Problem to solve: When the string "async" is part of a line below, that line should be copied.

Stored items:
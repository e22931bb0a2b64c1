//! Live-data synchronisation: coalescing cache, view store, pollers and the
//! metrics history buffer.

pub mod coalesce;
pub mod history;
pub mod poller;
pub mod store;

pub use coalesce::{CoalescingCache, SharedCoalescingCache};
pub use history::{History, MetricSample, DEFAULT_HISTORY_CAPACITY};
pub use poller::{
    CommitGate, Endpoint, Poller, PollerConfig, PollerHandle, PollerState, Refresher,
    RoundOutcome, ViewSource, DEFAULT_MIN_COMMIT_INTERVAL, MIN_REFRESH_INTERVAL,
};
pub use store::{CachedView, SharedViewStore, ViewStore};
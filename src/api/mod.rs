//! Identity service client module.
//!
//! `gateway` defines the transport-agnostic contract the login flow
//! depends on; `client` is the HTTP implementation used in production.
//! Any remote failure is fatal for the current invocation and reported
//! verbatim; there is no retry or backoff.

pub mod client;
pub mod error;
pub mod gateway;

pub use client::IdentityClient;
pub use error::ApiError;
pub use gateway::{IdentityGateway, RoleType, Scope, TokenPair, Workspace};
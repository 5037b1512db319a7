//! Authentication: JWT claim inspection and the login flow.

pub mod claims;
pub mod login;

pub use login::{
    LoginError, LoginFlow, LoginOutcome, LoginPrompts, LoginTarget, ScopeChoice, UserChoice,
};
use clap::Parser;
use link_observer::{
    dns::{DnsProbe, UdpDnsClient},
    icmp::{IcmpProbe, RawPinger},
    metrics_server,
    network::{self, address::IpCommand},
    v4::{Dhcp4Probe, DhcpV4Client},
    v6::{Dhcp6Probe, DhcpV6Client},
    Args, Observer, ObserverConfig, ObserverError, ObserverMetrics,
};
use std::{process, sync::Arc};
use tracing::{error, info};
use tracing_subscriber::EnvFilter;

fn init_logging(verbose: bool) {
    let default_directive = if verbose { "debug" } else { "info" };
    let filter =
        EnvFilter::try_from_default_env().unwrap_or_else(|_| EnvFilter::new(default_directive));
    tracing_subscriber::fmt().with_env_filter(filter).init();
}

fn build_observer(config: &ObserverConfig, metrics: &ObserverMetrics) -> Observer {
    let dns = DnsProbe::new(
        UdpDnsClient::new(config.dns_timeout),
        config.dns_targets.clone(),
        config.dns_qname.clone(),
        config.dns_failure_policy,
        metrics.dns.clone(),
    );
    let icmp = IcmpProbe::new(
        RawPinger::default(),
        config.icmp_targets.clone(),
        config.icmp_count,
        config.resolve_family(),
        metrics.icmp.clone(),
    );

    let mut observer = Observer::new(
        config.interface.clone(),
        config.interval,
        Arc::new(IpCommand::default()),
        Box::new(dns),
        Box::new(icmp),
    );
    if !config.disable4 {
        observer = observer.with_lease_probe(Box::new(Dhcp4Probe::new(
            DhcpV4Client::new(config.dhcp_v4()),
            metrics.dhcp4.clone(),
            config.verbose,
        )));
    }
    if !config.disable6 {
        observer = observer.with_lease_probe(Box::new(Dhcp6Probe::new(
            DhcpV6Client::new(config.dhcp_v6()),
            metrics.dhcp6.clone(),
            config.verbose,
        )));
    }
    observer
}

async fn run(args: Args) -> Result<(), ObserverError> {
    let config = ObserverConfig::try_from(args)?;
    network::interface_index(&config.interface)
        .map_err(|_| ObserverError::InterfaceInvalid(config.interface.clone()))?;

    info!(
        interface = %config.interface,
        icmp_targets = ?config.icmp_targets,
        icmp_count = config.icmp_count,
        interval = ?config.interval,
        disable4 = config.disable4,
        disable6 = config.disable6,
        dns_qname = %config.dns_qname,
        dns_targets = ?config.dns_targets,
        "Starting observer"
    );

    let metrics = ObserverMetrics::new()?;
    let observer = build_observer(&config, &metrics);
    tokio::spawn(async move { observer.run().await });

    metrics_server::serve(metrics, config.host_port).await
}

#[tokio::main]
async fn main() {
    let args = Args::parse();
    init_logging(args.verbose);
    info!(version = env!("CARGO_PKG_VERSION"), "running");

    if let Err(e) = run(args).await {
        error!(error = %e, "Observer stopped");
        process::exit(1);
    }
}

Answer box:
async fn run(args: Args) -> Result<(), ObserverError> {
    tokio::spawn(async move { observer.run().await });
async fn main() {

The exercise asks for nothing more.